I worked in bank liquidity and treasury for the better part of the last decade, and there is one very interesting risk factor from the SVB collapse that I do not think we have ever witnessed before in modern finance,

First, some context. Following the 2008 financial crisis where a massive driver of stress was caused by low quality assets littering the balance sheets of massive institutions, the regulators sought to create a framework to ensure all banks were verifiably sound.

This meant forcing Federally registered banks to conform to capital and liquidity ratios. If they did not comply, they would not be allowed to issue dividends or buy back stocks, hurting the value of their enterprise.

There was the introduction of the concept of RWA, or risk weighted assets. A simple way to think of these ratios is, the riskier your asset base on a weighted basis, the more high quality capital (think cash) you would need to hold to stay in compliance.

Not only were banks required to regularly be in compliance with these ratios as a going concern, but needed to prove they could maintain certain limits when met with a time of stress across a number of incrementally adverse scenarios.

I believe this framework was developed based on the technical limitations of the time period, which is the early 2010s. Recall that companies like Twitter and Reddit and many fintech start-ups were in infancy or did not exist.

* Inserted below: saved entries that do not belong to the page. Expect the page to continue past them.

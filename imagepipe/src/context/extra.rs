//! Thread-safe metadata bag attached to every request.

use parking_lot::RwLock;
use serde::de::DeserializeOwned;
use std::collections::HashMap;

/// Well-known extra-data keys written by producers.
pub mod keys {
    /// Request id.
    pub const ID: &str = "id";
    /// Source URI of the request.
    pub const URI_SOURCE: &str = "uri_source";
    /// Data source that produced the image.
    pub const ORIGIN: &str = "origin";
    /// Finer classification of `origin`.
    pub const ORIGIN_SUBCATEGORY: &str = "origin_subcategory";
    /// Detected image format.
    pub const IMAGE_FORMAT: &str = "image_format";
    /// Width of the encoded image.
    pub const ENCODED_WIDTH: &str = "encoded_width";
    /// Height of the encoded image.
    pub const ENCODED_HEIGHT: &str = "encoded_height";
    /// Size of the encoded image in bytes.
    pub const ENCODED_SIZE: &str = "encoded_size";
    /// Last progressive scan decoded.
    pub const LAST_SCAN_NUMBER: &str = "last_scan_number";
    /// URI actually fetched after rewriting.
    pub const MODIFIED_URL: &str = "modified_url";
    /// Decode error that did not fail the request.
    pub const NON_FATAL_DECODE_ERROR: &str = "non_fatal_decode_error";
}

/// A thread-safe bag of diagnostic and provenance metadata.
///
/// Writes overwrite, last writer wins. Every operation runs under a single
/// lock, so multi-key helpers are atomic with respect to readers.
#[derive(Debug, Default)]
pub struct ExtraDataBag {
    data: RwLock<HashMap<String, serde_json::Value>>,
}

impl ExtraDataBag {
    /// Creates a new empty bag.
    #[must_use]
    pub fn new() -> Self {
        Self::default()
    }

    /// Inserts or overwrites a value.
    pub fn put(&self, key: impl Into<String>, value: impl Into<serde_json::Value>) {
        self.data.write().insert(key.into(), value.into());
    }

    /// Inserts every entry of `entries` under one lock.
    pub fn put_all<I, K>(&self, entries: I)
    where
        I: IntoIterator<Item = (K, serde_json::Value)>,
        K: Into<String>,
    {
        let mut data = self.data.write();
        for (key, value) in entries {
            data.insert(key.into(), value);
        }
    }

    /// Gets a value from the bag.
    #[must_use]
    pub fn get(&self, key: &str) -> Option<serde_json::Value> {
        self.data.read().get(key).cloned()
    }

    /// Gets a value and deserializes it, returning `None` on absence or
    /// type mismatch.
    #[must_use]
    pub fn get_as<T: DeserializeOwned>(&self, key: &str) -> Option<T> {
        self.get(key).and_then(|v| serde_json::from_value(v).ok())
    }

    /// Removes a value, returning it if present.
    pub fn remove(&self, key: &str) -> Option<serde_json::Value> {
        self.data.write().remove(key)
    }

    /// Sets the origin and its subcategory together.
    ///
    /// A `None` subcategory clears any subcategory left by an earlier call so
    /// a new origin is never paired with a stale subcategory. A `None` origin
    /// clears the origin.
    pub fn put_origin_extra(&self, origin: Option<&str>, subcategory: Option<&str>) {
        let mut data = self.data.write();
        match origin {
            Some(origin) => {
                data.insert(keys::ORIGIN.to_string(), origin.into());
            }
            None => {
                data.remove(keys::ORIGIN);
            }
        }
        match subcategory {
            Some(subcategory) => {
                data.insert(keys::ORIGIN_SUBCATEGORY.to_string(), subcategory.into());
            }
            None => {
                data.remove(keys::ORIGIN_SUBCATEGORY);
            }
        }
    }

    /// Checks if a key exists.
    #[must_use]
    pub fn contains_key(&self, key: &str) -> bool {
        self.data.read().contains_key(key)
    }

    /// Returns a copy of all data.
    #[must_use]
    pub fn to_map(&self) -> HashMap<String, serde_json::Value> {
        self.data.read().clone()
    }

    /// Returns the number of entries.
    #[must_use]
    pub fn len(&self) -> usize {
        self.data.read().len()
    }

    /// Returns true if the bag is empty.
    #[must_use]
    pub fn is_empty(&self) -> bool {
        self.data.read().is_empty()
    }

    /// Returns all keys.
    #[must_use]
    pub fn keys(&self) -> Vec<String> {
        self.data.read().keys().cloned().collect()
    }
}

/// Types carrying an [`ExtraDataBag`].
pub trait HasExtraData {
    /// Returns the underlying bag.
    fn extra_data(&self) -> &ExtraDataBag;

    /// Inserts or overwrites an extra.
    fn put_extra(&self, key: &str, value: serde_json::Value) {
        self.extra_data().put(key, value);
    }

    /// Inserts several extras atomically.
    fn put_extras(&self, extras: HashMap<String, serde_json::Value>) {
        self.extra_data().put_all(extras);
    }

    /// Gets an extra.
    fn get_extra(&self, key: &str) -> Option<serde_json::Value> {
        self.extra_data().get(key)
    }

    /// Returns a snapshot of all extras.
    fn extras(&self) -> HashMap<String, serde_json::Value> {
        self.extra_data().to_map()
    }

    /// Sets [`keys::ORIGIN`] and [`keys::ORIGIN_SUBCATEGORY`].
    fn put_origin_extra(&self, origin: Option<&str>, subcategory: Option<&str>) {
        self.extra_data().put_origin_extra(origin, subcategory);
    }
}

impl HasExtraData for ExtraDataBag {
    fn extra_data(&self) -> &ExtraDataBag {
        self
    }
}

#[cfg(test)]
mod tests {
    use super::*;
    use pretty_assertions::assert_eq;
    use serde_json::json;
    use std::sync::Arc;
    use std::thread;

    #[test]
    fn test_put_and_get() {
        let bag = ExtraDataBag::new();
        bag.put("key", "value");

        assert_eq!(bag.get("key"), Some(json!("value")));
        assert!(bag.contains_key("key"));
        assert!(!bag.contains_key("other"));
        assert_eq!(bag.get("other"), None);
    }

    #[test]
    fn test_put_overwrites() {
        let bag = ExtraDataBag::new();
        bag.put("key", 1);
        bag.put("key", 2);

        assert_eq!(bag.get("key"), Some(json!(2)));
        assert_eq!(bag.len(), 1);
    }

    #[test]
    fn test_get_as() {
        let bag = ExtraDataBag::new();
        bag.put(keys::ENCODED_WIDTH, 640);
        bag.put(keys::IMAGE_FORMAT, "jpeg");

        assert_eq!(bag.get_as::<u32>(keys::ENCODED_WIDTH), Some(640));
        assert_eq!(bag.get_as::<String>(keys::IMAGE_FORMAT), Some("jpeg".to_string()));
        assert_eq!(bag.get_as::<u32>(keys::IMAGE_FORMAT), None);
    }

    #[test]
    fn test_put_all_and_to_map() {
        let bag = ExtraDataBag::new();
        bag.put_all(vec![("a", json!(1)), ("b", json!(2))]);

        let mut expected = HashMap::new();
        expected.insert("a".to_string(), json!(1));
        expected.insert("b".to_string(), json!(2));
        assert_eq!(bag.to_map(), expected);
    }

    #[test]
    fn test_remove() {
        let bag = ExtraDataBag::new();
        bag.put("key", true);
        assert_eq!(bag.remove("key"), Some(json!(true)));
        assert!(bag.is_empty());
    }

    #[test]
    fn test_origin_omitted_subcategory_clears_previous() {
        let bag = ExtraDataBag::new();
        bag.put_origin_extra(Some("net"), None);
        bag.put_origin_extra(Some("net"), Some("warm"));
        assert_eq!(bag.get(keys::ORIGIN_SUBCATEGORY), Some(json!("warm")));

        bag.put_origin_extra(Some("disk"), None);

        assert_eq!(bag.get(keys::ORIGIN), Some(json!("disk")));
        assert_eq!(bag.get(keys::ORIGIN_SUBCATEGORY), None);
    }

    #[test]
    fn test_origin_none_clears_origin() {
        let bag = ExtraDataBag::new();
        bag.put_origin_extra(Some("memory_bitmap"), Some("hit"));
        bag.put_origin_extra(None, None);

        assert!(!bag.contains_key(keys::ORIGIN));
        assert!(!bag.contains_key(keys::ORIGIN_SUBCATEGORY));
    }

    #[test]
    fn test_concurrent_distinct_keys_no_loss() {
        let bag = Arc::new(ExtraDataBag::new());

        let handles: Vec<_> = (0..100)
            .map(|i| {
                let bag = bag.clone();
                thread::spawn(move || bag.put(format!("key-{i}"), i))
            })
            .collect();
        for handle in handles {
            handle.join().unwrap();
        }

        assert_eq!(bag.len(), 100);
        for i in 0..100 {
            assert_eq!(bag.get(&format!("key-{i}")), Some(json!(i)));
        }
    }

    #[test]
    fn test_concurrent_same_key_one_winner() {
        let bag = Arc::new(ExtraDataBag::new());
        let b1 = bag.clone();
        let b2 = bag.clone();

        let t1 = thread::spawn(move || b1.put("shared", json!({"writer": "v1", "n": 1})));
        let t2 = thread::spawn(move || b2.put("shared", json!({"writer": "v2", "n": 2})));
        t1.join().unwrap();
        t2.join().unwrap();

        let value = bag.get("shared").unwrap();
        assert!(
            value == json!({"writer": "v1", "n": 1}) || value == json!({"writer": "v2", "n": 2}),
            "unexpected value {value}"
        );
    }

    #[test]
    fn test_has_extra_data_defaults() {
        let bag = ExtraDataBag::new();
        bag.put_extra("x", json!(1));
        bag.put_origin_extra(Some("network"), Some("cdn"));

        assert_eq!(bag.get_extra("x"), Some(json!(1)));
        assert_eq!(bag.extras().len(), 3);
    }
}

Digital customer experience in banking was improving, but many people, certainly more than today, still relied on branches to deposit checks, met with their bankers and everything had a lot more friction. And communication innovations of social media were in their infancy.

So when setting a framework, it was logical to believe that even if 50% of your depositors were to leave the bank, it would take considerable time to a) process transactions and b) have the word spread, giving these institutions a good buffer and time to recapitalize.

But as we just saw yesterday, these assumptions no longer hold, and in some ways, new tech has forced us into a very interesting position. Ask yourself, could the swiftness and awareness of what was happening yesterday happen 10 years ago? We didn't even all have smartphones.

The massive risk factor that has become very clear from all of this is what I am calling for purposes of this thread "social media risk".

I started to dig into SVB's financial situation on Thursday and had some former co-workers who were there months ago when I quit my consulting job, so I had a decent idea on how they were evolving their risk management processes and their balance sheet.

For all intents and purposes, they appeared to be in compliance with capital requirements, their balance sheet was constructed of very strong HQLA (High Quality Liquid Assets) and looked like they could very easily handle a stressed outflow.

Let me caveat here. A stressed outflow for example, would be a day where some large clients pulled down on their credit lines all at once, a few big depositors pulled out and a portion of their loans became non performing. NOT a full on run.

In fact, it can be argued that no going concern bank has the capital available to handle a full blown instantaneous bank run, thats just not how bank business models work. You can argue the merits of this but at the end of the day, this is how the system is set up.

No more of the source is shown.